Negli ultimi dieci anni hanno chiuso i battenti circa 3.400 aziende, vale a dire il 30% degli esercizi. A rilevarlo è Oroitaly, l’associazione che raggruppa le piccole e medie imprese italiane impegnate nella produzione orafa. Una situazione di pesante stallo nonostante la crescita dell’export che vede un trend stabile in aumento intorno al +7%. “Sì tratta in proporzione – riferisce Generoso De Sieno presidente di Oroitaly – della più alta contrazione del mercato produttivo italiano in un comparto che fattura comunque 6,3 mld di euro annui e che è tra le prime dieci produzioni del Paese”.

La conseguenza è che la gioielleria italiana ha subìto un drastico cambiamento dei consumi. Tuttavia le aziende orafe del Belpaese hanno saputo dimostrare di conoscere gli strumenti per reagire alla crisi e per ridefinire le proprie strategie in modo innovativo e vincente.
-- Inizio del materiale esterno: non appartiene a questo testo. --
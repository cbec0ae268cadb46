//! # Data Broker Service
//!
//! The application service implementing `DataBrokerApi`.
//!
//! ## Architecture
//!
//! This service:
//! 1. Keeps live namespaces, open cursors and async tags in one `Registry`
//!    behind a `parking_lot::Mutex`
//! 2. Parks blocking `get`/`read` callers on a `Condvar` that `put` notifies
//! 3. Writes persistent namespaces through to the injected `NamespaceStore`
//!
//! ## Submodules
//!
//! - `registry` - live namespace table and handle resolution
//! - `lifecycle` - create/attach/detach/delete/query
//! - `tuples` - put/get/read/remove/move and the blocking fetch loop
//! - `iteration` - directory and iterator
//! - `requests` - async tags
//! - `api` - the `DataBrokerApi` impl wiring the above together

mod api;
mod iteration;
mod lifecycle;
mod registry;
mod requests;
mod tuples;

use crate::adapters::InMemoryNamespaceStore;
use crate::domain::value_objects::BrokerConfig;
use crate::ports::outbound::NamespaceStore;
use parking_lot::{Condvar, Mutex};
use registry::Registry;

#[cfg(feature = "file-store")]
use crate::adapters::FileNamespaceStore;
#[cfg(feature = "file-store")]
use crate::domain::errors::StoreError;

/// The Data Broker Service.
///
/// Thread-safe: share it with `Arc` and call from any thread.
pub struct DataBroker<S: NamespaceStore = InMemoryNamespaceStore> {
    /// Snapshot store for persistent namespaces.
    pub(crate) store: S,
    /// Service configuration.
    pub(crate) config: BrokerConfig,
    /// Live namespaces, cursors and async tags.
    pub(crate) registry: Mutex<Registry>,
    /// Signalled whenever a tuple is added or a namespace goes away.
    pub(crate) tuple_ready: Condvar,
}

impl<S: NamespaceStore> DataBroker<S> {
    /// Create a broker on top of `store`.
    pub fn new(store: S, config: BrokerConfig) -> Self {
        let registry = Registry::new(config.max_pending_requests);
        Self {
            store,
            config,
            registry: Mutex::new(registry),
            tuple_ready: Condvar::new(),
        }
    }

    pub fn config(&self) -> &BrokerConfig {
        &self.config
    }

    pub fn store(&self) -> &S {
        &self.store
    }
}

impl DataBroker<InMemoryNamespaceStore> {
    /// Create a broker whose "persistent" namespaces only outlive detach,
    /// not the process.
    pub fn new_in_memory(config: BrokerConfig) -> Self {
        Self::new(InMemoryNamespaceStore::new(), config)
    }
}

#[cfg(feature = "file-store")]
impl DataBroker<FileNamespaceStore> {
    /// Create a broker persisting to a file store in `config.data_dir`.
    ///
    /// Fails with `StoreError::NotFound` when no data directory is set.
    pub fn open(config: BrokerConfig) -> Result<Self, StoreError> {
        let dir = config.data_dir.clone().ok_or_else(|| StoreError::NotFound {
            path: std::path::PathBuf::from("<data_dir unset>"),
        })?;
        let store = FileNamespaceStore::open(dir)?;
        Ok(Self::new(store, config))
    }
}

impl<S: NamespaceStore> std::fmt::Debug for DataBroker<S> {
    fn fmt(&self, f: &mut std::fmt::Formatter<'_>) -> std::fmt::Result {
        let registry = self.registry.lock();
        f.debug_struct("DataBroker")
            .field("config", &self.config)
            .field("live_namespaces", &registry.live_count())
            .field("pending_requests", &registry.requests.len())
            .finish()
    }
}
Ne è convinto Vincenzo Giannotti presidente de Il Tarì, la cittadella dell’oro di Marcianise in provincia di Caserta che a diciannove anni dalla nascita conta 400 aziende, ha un’ estensione globale di 135.000 mq. per un totale di oltre 80.000 mq. dedicati permanentemente alle attività di produzione e distribuzione dei soci, cui si aggiungono i 9.500 mq. dei padiglioni fieristici (ciascuno di 4.000 mq.). Conta 3500 presenze quotidiane (7000 durante le fiere di settore) e 400.000 operatori annui. Organizza 3 manifestazioni fieristiche specializzate con oltre 25.000 presenze consolidate. Può vantare di un fatturato annuo di 850 milioni di euro.

 

Presidente dai numeri si può affermare che Il Tarì ha reagito in maniera positiva alla recessione?
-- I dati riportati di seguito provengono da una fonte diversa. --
//! # DataBrokerApi Implementation

use super::DataBroker;
use crate::domain::errors::BrokerError;
use crate::domain::namespace::NamespaceHandle;
use crate::domain::requests::{Completion, FetchMode, FetchRequest};
use crate::domain::state::NamespaceState;
use crate::domain::validation::validate_match_template;
use crate::ports::inbound::DataBrokerApi;
use crate::ports::outbound::NamespaceStore;
use dbr_types::{Cursor, Flags, Group, GroupList, PersistLevel, StateMask, Tag};

impl<S: NamespaceStore> DataBrokerApi for DataBroker<S> {
    fn create(
        &self,
        name: &str,
        level: PersistLevel,
        groups: GroupList,
    ) -> Result<NamespaceHandle, BrokerError> {
        self.create_namespace(name, level, groups)
    }

    fn attach(&self, name: &str) -> Result<NamespaceHandle, BrokerError> {
        self.attach_namespace(name)
    }

    fn detach(&self, handle: &NamespaceHandle) -> Result<(), BrokerError> {
        self.detach_namespace(handle)
    }

    fn delete(&self, name: &str) -> Result<(), BrokerError> {
        self.delete_namespace(name)
    }

    fn query(
        &self,
        handle: &NamespaceHandle,
        mask: StateMask,
    ) -> Result<NamespaceState, BrokerError> {
        self.query_namespace(handle, mask)
    }

    fn put(
        &self,
        handle: &NamespaceHandle,
        value: &[u8],
        key: &str,
        group: Group,
    ) -> Result<(), BrokerError> {
        self.put_tuple(handle, value.to_vec(), key, group)
    }

    fn put_gather(
        &self,
        handle: &NamespaceHandle,
        values: &[&[u8]],
        key: &str,
        group: Group,
    ) -> Result<(), BrokerError> {
        let value = Self::gather(values)?;
        self.put_tuple(handle, value, key, group)
    }

    fn get(
        &self,
        handle: &NamespaceHandle,
        key: &str,
        template: &str,
        group: Group,
        flags: Flags,
    ) -> Result<Vec<u8>, BrokerError> {
        validate_match_template(template)?;
        self.fetch(handle, &FetchRequest::new(key, group, flags, FetchMode::Take))
    }

    fn read(
        &self,
        handle: &NamespaceHandle,
        key: &str,
        template: &str,
        group: Group,
        flags: Flags,
    ) -> Result<Vec<u8>, BrokerError> {
        validate_match_template(template)?;
        self.fetch(handle, &FetchRequest::new(key, group, flags, FetchMode::Peek))
    }

    fn get_into(
        &self,
        handle: &NamespaceHandle,
        buf: &mut [u8],
        key: &str,
        template: &str,
        group: Group,
        flags: Flags,
    ) -> Result<usize, BrokerError> {
        self.fetch_into(handle, buf, key, template, group, flags, FetchMode::Take)
    }

    fn read_into(
        &self,
        handle: &NamespaceHandle,
        buf: &mut [u8],
        key: &str,
        template: &str,
        group: Group,
        flags: Flags,
    ) -> Result<usize, BrokerError> {
        self.fetch_into(handle, buf, key, template, group, flags, FetchMode::Peek)
    }

    fn read_scatter(
        &self,
        handle: &NamespaceHandle,
        bufs: &mut [&mut [u8]],
        key: &str,
        template: &str,
        group: Group,
        flags: Flags,
    ) -> Result<usize, BrokerError> {
        self.fetch_scatter(handle, bufs, key, template, group, flags)
    }

    fn remove(
        &self,
        handle: &NamespaceHandle,
        group: Group,
        key: &str,
        template: &str,
    ) -> Result<(), BrokerError> {
        self.remove_key(handle, group, key, template)
    }

    fn move_tuple(
        &self,
        src: &NamespaceHandle,
        src_group: Group,
        key: &str,
        template: &str,
        dst: &NamespaceHandle,
        dst_group: Group,
    ) -> Result<(), BrokerError> {
        self.move_key(src, src_group, key, template, dst, dst_group)
    }

    fn directory(
        &self,
        handle: &NamespaceHandle,
        prefix: &str,
        group: Group,
        count: usize,
    ) -> Result<Vec<String>, BrokerError> {
        self.list_keys(handle, prefix, group, count)
    }

    fn iterator(
        &self,
        handle: &NamespaceHandle,
        cursor: Cursor,
        group: Group,
        prefix: &str,
    ) -> Result<(Option<String>, Cursor), BrokerError> {
        self.advance_cursor(handle, cursor, group, prefix)
    }

    fn put_a(
        &self,
        handle: &NamespaceHandle,
        value: &[u8],
        key: &str,
        group: Group,
    ) -> Result<Tag, BrokerError> {
        self.submit_put(handle, value, key, group)
    }

    fn get_a(
        &self,
        handle: &NamespaceHandle,
        key: &str,
        template: &str,
        group: Group,
        flags: Flags,
    ) -> Result<Tag, BrokerError> {
        let request = FetchRequest::new(key, group, flags, FetchMode::Take);
        self.submit_fetch(handle, template, request)
    }

    fn read_a(
        &self,
        handle: &NamespaceHandle,
        key: &str,
        template: &str,
        group: Group,
        flags: Flags,
    ) -> Result<Tag, BrokerError> {
        let request = FetchRequest::new(key, group, flags, FetchMode::Peek);
        self.submit_fetch(handle, template, request)
    }

    fn test(&self, tag: Tag) -> Result<Completion, BrokerError> {
        self.test_request(tag)
    }

    fn cancel(&self, tag: Tag) -> Result<(), BrokerError> {
        self.cancel_request(tag)
    }
}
Direi proprio di si. La cittadella che io ho l’onore di presiedere, ha consolidato in questi anni la propria funzione di affiancamento e supporto delle aziende. A questa mission, il nuovo Consiglio di amministrazione da 6 mesi al vertice del Centro, ha voluto affiancare una precisa strategia, tesa a supportare e favorire la costituzione di un sistema nazionale del settore orafo, che riunisca i principali soggetti nazionali (Fiera Vicenza, Fiera di Arezzo e Tarì) in rappresentanza del made in Italy del gioiello nel mondo.

Quali sono i punti di forza del Tarì che oggi rappresenta un simbolo di sfida imprenditoriale?
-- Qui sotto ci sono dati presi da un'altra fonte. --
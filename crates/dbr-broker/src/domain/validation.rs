//! # Argument Validation
//!
//! Checks applied at the API boundary before any state is touched.

use super::errors::BrokerError;

/// Hard limits, independent of configuration.
pub mod limits {
    /// Maximum namespace name length in bytes.
    pub const MAX_NAMESPACE_NAME_LEN: usize = 255;

    /// Default maximum key length in bytes.
    pub const MAX_KEY_LEN: usize = 1023;

    /// Default maximum tuple value size in bytes.
    pub const MAX_VALUE_SIZE: usize = 16 * 1024 * 1024; // 16 MiB
}

/// Namespace names double as snapshot file stems, so path syntax is rejected.
pub fn validate_namespace_name(name: &str) -> Result<(), BrokerError> {
    if name.is_empty() {
        return Err(BrokerError::invalid("namespace name is empty"));
    }
    if name.len() > limits::MAX_NAMESPACE_NAME_LEN {
        return Err(BrokerError::invalid(format!(
            "namespace name is {} bytes, max {}",
            name.len(),
            limits::MAX_NAMESPACE_NAME_LEN
        )));
    }
    if name == "." || name == ".." || name.contains(['/', '\\', '\0']) {
        return Err(BrokerError::invalid(format!(
            "namespace name '{}' contains path syntax",
            name.escape_default()
        )));
    }
    Ok(())
}

pub fn validate_key(key: &str, max_len: usize) -> Result<(), BrokerError> {
    if key.is_empty() {
        return Err(BrokerError::invalid("key is empty"));
    }
    if key.len() > max_len {
        return Err(BrokerError::invalid(format!(
            "key is {} bytes, max {}",
            key.len(),
            max_len
        )));
    }
    Ok(())
}

pub fn validate_value_size(size: usize, max_size: usize) -> Result<(), BrokerError> {
    if size > max_size {
        return Err(BrokerError::invalid(format!(
            "value is {} bytes, max {}",
            size, max_size
        )));
    }
    Ok(())
}

/// Tuple matching on `get`/`read` is not supported; only the empty template
/// is accepted.
pub fn validate_match_template(template: &str) -> Result<(), BrokerError> {
    if template.is_empty() {
        Ok(())
    } else {
        Err(BrokerError::NotImplemented {
            operation: "match templates on get/read",
        })
    }
}
//! Integration tests across the broker, its stores and its types.

pub mod concurrency;
pub mod flows;
pub mod persistence;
Sicuramente i propri soci: 400 imprenditori possono essere 400 ambasciatori di un’idea e dei suoi valori nel mondo. Se oggi il Tarì è riuscito a raggiungere notorietà, peso e autorevolezza a livello internazionale, questo risultato deve, a mio avviso, essere considerato l’effetto di uno straordinario lavoro di squadra. Il Tarì non rappresenta solo un simbolo di sfida imprenditoriale, ma anche di capacità organizzativa, di condivisione di obiettivi che ancora oggi, dopo venti anni , non ha confronti né in Italia, né a livello internazionale. Dalla prestigiosa galleria di ingresso all’ampio spazio della piazza sulla quale si affacciano le aziende, il Tarì offre un colpo d’occhio che sintetizza con grande efficacia molti dei suoi valori: organizzazione, libertà di movimento, valorizzazione delle individualità, attenzione alla qualità.